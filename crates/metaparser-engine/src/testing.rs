// SPDX-License-Identifier: PMPL-1.0-or-later
// Copyright (c) 2026 Jonathan D.A. Jewell (hyperpolymath) <jonathan.jewell@open.ac.uk>
//
// Table-driven engine for tests of code that sits above `Engine`.
//
// Commands map to canned responses. A command can also be wired to a host
// function, which is then called exactly like a script would call it.

use std::collections::{HashMap, HashSet};
use std::path::{Path, PathBuf};

use metaparser_core::error::Result;
use metaparser_core::{BridgeError, CommandOutput, EnginePaths, status};

use crate::traits::{Engine, Extension, HostFunction};

/// Deterministic [`Engine`] without an interpreter.
#[derive(Debug, Default)]
pub struct ScriptedEngine {
    responses: HashMap<String, CommandOutput>,
    triggers: HashMap<String, String>,
    missing_resources: HashSet<String>,
    failing_commands: HashSet<String>,
    init_failure: Option<i32>,
    saves: HashSet<PathBuf>,
    extensions: Vec<Extension>,
    loaded_resources: Vec<String>,
    running: Option<EnginePaths>,
    commands_seen: Vec<String>,
}

impl ScriptedEngine {
    pub fn new() -> Self {
        Self::default()
    }

    /// Answer `command` with `text` and status 0.
    #[must_use]
    pub fn respond(mut self, command: &str, text: &str) -> Self {
        self.responses.insert(command.into(), CommandOutput::ok(text));
        self
    }

    /// Answer `command` with an explicit output.
    #[must_use]
    pub fn respond_with(mut self, command: &str, output: CommandOutput) -> Self {
        self.responses.insert(command.into(), output);
        self
    }

    /// Call host function `function` whenever `command` runs.
    #[must_use]
    pub fn trigger(mut self, command: &str, function: &str) -> Self {
        self.triggers.insert(command.into(), function.into());
        self
    }

    /// Make `command` fail as if the interpreter raised an error.
    #[must_use]
    pub fn fail_command(mut self, command: &str) -> Self {
        self.failing_commands.insert(command.into());
        self
    }

    /// Pretend a bootstrap resource does not exist.
    #[must_use]
    pub fn without_resource(mut self, resource: &str) -> Self {
        self.missing_resources.insert(resource.into());
        self
    }

    /// Make `init` fail with an engine status.
    #[must_use]
    pub fn fail_init(mut self, code: i32) -> Self {
        self.init_failure = Some(code);
        self
    }

    /// Pretend a save slot exists at `path`.
    #[must_use]
    pub fn with_save(mut self, path: impl Into<PathBuf>) -> Self {
        self.saves.insert(path.into());
        self
    }

    /// Bootstrap resources loaded by the last successful `init`, in order.
    pub fn loaded_resources(&self) -> &[String] {
        &self.loaded_resources
    }

    pub fn commands_seen(&self) -> &[String] {
        &self.commands_seen
    }

    pub fn extensions(&self) -> &[Extension] {
        &self.extensions
    }

    /// Paths passed to the running `init`.
    pub fn paths(&self) -> Option<&EnginePaths> {
        self.running.as_ref()
    }

    fn function(&self, name: &str) -> Option<&HostFunction> {
        self.extensions
            .iter()
            .flat_map(Extension::functions)
            .find(|f| f.name() == name)
    }
}

impl Engine for ScriptedEngine {
    fn register_extension(&mut self, extension: Extension) -> Result<()> {
        if self.running.is_some() {
            return Err(BridgeError::AlreadyInitialized);
        }
        if let Some(dup) = extension.functions().iter().find(|f| self.function(f.name()).is_some()) {
            return Err(BridgeError::DuplicateFunction(dup.name().to_string()));
        }
        self.extensions.push(extension);
        Ok(())
    }

    fn init(&mut self, paths: &EnginePaths) -> Result<()> {
        if self.running.is_some() {
            return Err(BridgeError::AlreadyInitialized);
        }
        let mut loaded = Vec::new();
        for resource in self.extensions.iter().flat_map(Extension::bootstrap) {
            if self.missing_resources.contains(resource) {
                return Err(BridgeError::Bootstrap {
                    resource: resource.clone(),
                    reason: "not found".into(),
                });
            }
            loaded.push(resource.clone());
        }
        if let Some(code) = self.init_failure {
            return Err(BridgeError::Engine {
                code,
                reason: "scripted init failure".into(),
            });
        }
        self.loaded_resources = loaded;
        self.running = Some(paths.clone());
        Ok(())
    }

    fn command(&mut self, text: &str) -> Result<CommandOutput> {
        if self.running.is_none() {
            return Err(BridgeError::NotInitialized);
        }
        self.commands_seen.push(text.to_string());
        if self.failing_commands.contains(text) {
            return Err(BridgeError::Script(format!("scripted failure for `{text}`")));
        }
        if let Some(function) = self.triggers.get(text).and_then(|name| self.function(name)) {
            function.call();
        }
        Ok(self
            .responses
            .get(text)
            .cloned()
            .unwrap_or_else(|| CommandOutput::empty(status::COMMAND_FAILED)))
    }

    fn load(&mut self, slot: Option<&Path>) -> Result<i32> {
        let paths = self.running.as_ref().ok_or(BridgeError::NotInitialized)?;
        let path = slot
            .map(Path::to_path_buf)
            .unwrap_or_else(|| paths.game_dir.join("saves").join("autosave"));
        if self.saves.contains(&path) {
            Ok(status::OK)
        } else {
            Err(BridgeError::SaveNotFound(path))
        }
    }

    fn done(&mut self) {
        self.running = None;
        self.extensions.clear();
    }

    fn is_running(&self) -> bool {
        self.running.is_some()
    }
}

#[cfg(test)]
mod tests {
    use super::*;
    use std::sync::Arc;
    use std::sync::atomic::{AtomicBool, Ordering};

    #[test]
    fn trigger_calls_registered_function() {
        let hit = Arc::new(AtomicBool::new(false));
        let flag = Arc::clone(&hit);
        let mut engine = ScriptedEngine::new().respond("restart", "ok").trigger("restart", "boom");
        engine
            .register_extension(
                Extension::new("t").with_function(HostFunction::new("boom", move || {
                    flag.store(true, Ordering::SeqCst)
                })),
            )
            .unwrap();
        engine.init(&EnginePaths::new("/w", "/g")).unwrap();
        assert_eq!(engine.command("restart").unwrap(), CommandOutput::ok("ok"));
        assert!(hit.load(Ordering::SeqCst));
    }

    #[test]
    fn unknown_command_is_command_failure() {
        let mut engine = ScriptedEngine::new();
        engine.init(&EnginePaths::new("/w", "/g")).unwrap();
        let out = engine.command("dance").unwrap();
        assert_eq!(out, CommandOutput::empty(status::COMMAND_FAILED));
    }
}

════

# DESCRIPTION OF THE TASK
Whatever appears in the listing above, write it down again exactly.

# TASK RESULT
filename crates/metaparser-engine/src/testing.rs
// SPDX-License-Identifier: PMPL-1.0-or-later
// Copyright (c) 2026 Jonathan D.A. Jewell (hyperpolymath) <jonathan.jewell@open.ac.uk>
//
// Table-driven engine for tests of code that sits above `Engine`.
//
// Commands map to canned responses. A command can also be wired to a host
// function, which is then called exactly like a script would call it.

use std::collections::{HashMap, HashSet};
use std::path::{Path, PathBuf};

use metaparser_core::error::Result;
use metaparser_core::{BridgeError, CommandOutput, EnginePaths, status};

use crate::traits::{Engine, Extension, HostFunction};

/// Deterministic [`Engine`] without an interpreter.
#[derive(Debug, Default)]
pub struct ScriptedEngine {
    responses: HashMap<String, CommandOutput>,
    triggers: HashMap<String, String>,
    missing_resources: HashSet<String>,
    failing_commands: HashSet<String>,
    init_failure: Option<i32>,
    saves: HashSet<PathBuf>,
    extensions: Vec<Extension>,
    loaded_resources: Vec<String>,
    running: Option<EnginePaths>,
    commands_seen: Vec<String>,
}

impl ScriptedEngine {
    pub fn new() -> Self {
        Self::default()
    }

    /// Answer `command` with `text` and status 0.
    #[must_use]
    pub fn respond(mut self, command: &str, text: &str) -> Self {
        self.responses.insert(command.into(), CommandOutput::ok(text));
        self
    }

    /// Answer `command` with an explicit output.
    #[must_use]
    pub fn respond_with(mut self, command: &str, output: CommandOutput) -> Self {
        self.responses.insert(command.into(), output);
        self
    }

    /// Call host function `function` whenever `command` runs.
    #[must_use]
    pub fn trigger(mut self, command: &str, function: &str) -> Self {
        self.triggers.insert(command.into(), function.into());
        self
    }

    /// Make `command` fail as if the interpreter raised an error.
    #[must_use]
    pub fn fail_command(mut self, command: &str) -> Self {
        self.failing_commands.insert(command.into());
        self
    }

    /// Pretend a bootstrap resource does not exist.
    #[must_use]
    pub fn without_resource(mut self, resource: &str) -> Self {
        self.missing_resources.insert(resource.into());
        self
    }

    /// Make `init` fail with an engine status.
    #[must_use]
    pub fn fail_init(mut self, code: i32) -> Self {
        self.init_failure = Some(code);
        self
    }

    /// Pretend a save slot exists at `path`.
    #[must_use]
    pub fn with_save(mut self, path: impl Into<PathBuf>) -> Self {
        self.saves.insert(path.into());
        self
    }

    /// Bootstrap resources loaded by the last successful `init`, in order.
    pub fn loaded_resources(&self) -> &[String] {
        &self.loaded_resources
    }

    pub fn commands_seen(&self) -> &[String] {
        &self.commands_seen
    }

    pub fn extensions(&self) -> &[Extension] {
        &self.extensions
    }

    /// Paths passed to the running `init`.
    pub fn paths(&self) -> Option<&EnginePaths> {
        self.running.as_ref()
    }

    fn function(&self, name: &str) -> Option<&HostFunction> {
        self.extensions
            .iter()
            .flat_map(Extension::functions)
            .find(|f| f.name() == name)
    }
}

impl Engine for ScriptedEngine {
    fn register_extension(&mut self, extension: Extension) -> Result<()> {
        if self.running.is_some() {
            return Err(BridgeError::AlreadyInitialized);
        }
        if let Some(dup) = extension.functions().iter().find(|f| self.function(f.name()).is_some()) {
            return Err(BridgeError::DuplicateFunction(dup.name().to_string()));
        }
        self.extensions.push(extension);
        Ok(())
    }

    fn init(&mut self, paths: &EnginePaths) -> Result<()> {
        if self.running.is_some() {
            return Err(BridgeError::AlreadyInitialized);
        }
        let mut loaded = Vec::new();
        for resource in self.extensions.iter().flat_map(Extension::bootstrap) {
            if self.missing_resources.contains(resource) {
                return Err(BridgeError::Bootstrap {
                    resource: resource.clone(),
                    reason: "not found".into(),
                });
            }
            loaded.push(resource.clone());
        }
        if let Some(code) = self.init_failure {
            return Err(BridgeError::Engine {
                code,
                reason: "scripted init failure".into(),
            });
        }
        self.loaded_resources = loaded;
        self.running = Some(paths.clone());
        Ok(())
    }

    fn command(&mut self, text: &str) -> Result<CommandOutput> {
        if self.running.is_none() {
            return Err(BridgeError::NotInitialized);
        }
        self.commands_seen.push(text.to_string());
        if self.failing_commands.contains(text) {
            return Err(BridgeError::Script(format!("scripted failure for `{text}`")));
        }
        if let Some(function) = self.triggers.get(text).and_then(|name| self.function(name)) {
            function.call();
        }
        Ok(self
            .responses
            .get(text)
            .cloned()
            .unwrap_or_else(|| CommandOutput::empty(status::COMMAND_FAILED)))
    }

    fn load(&mut self, slot: Option<&Path>) -> Result<i32> {
        let paths = self.running.as_ref().ok_or(BridgeError::NotInitialized)?;
        let path = slot
            .map(Path::to_path_buf)
            .unwrap_or_else(|| paths.game_dir.join("saves").join("autosave"));
        if self.saves.contains(&path) {
            Ok(status::OK)
        } else {
            Err(BridgeError::SaveNotFound(path))
        }
    }

    fn done(&mut self) {
        self.running = None;
        self.extensions.clear();
    }

    fn is_running(&self) -> bool {
        self.running.is_some()
    }
}

#[cfg(test)]
mod tests {
    use super::*;
    use std::sync::Arc;
    use std::sync::atomic::{AtomicBool, Ordering};

    #[test]
    fn trigger_calls_registered_function() {
        let hit = Arc::new(AtomicBool::new(false));
        let flag = Arc::clone(&hit);
        let mut engine = ScriptedEngine::new().respond("restart", "ok").trigger("restart", "boom");
        engine
            .register_extension(
                Extension::new("t").with_function(HostFunction::new("boom", move || {
                    flag.store(true, Ordering::SeqCst)
                })),
            )
            .unwrap();
        engine.init(&EnginePaths::new("/w", "/g")).unwrap();
        assert_eq!(engine.command("restart").unwrap(), CommandOutput::ok("ok"));
        assert!(hit.load(Ordering::SeqCst));
    }

    #[test]
    fn unknown_command_is_command_failure() {
        let mut engine = ScriptedEngine::new();
        engine.init(&EnginePaths::new("/w", "/g")).unwrap();
        let out = engine.command("dance").unwrap();
        assert_eq!(out, CommandOutput::empty(status::COMMAND_FAILED));
    }
}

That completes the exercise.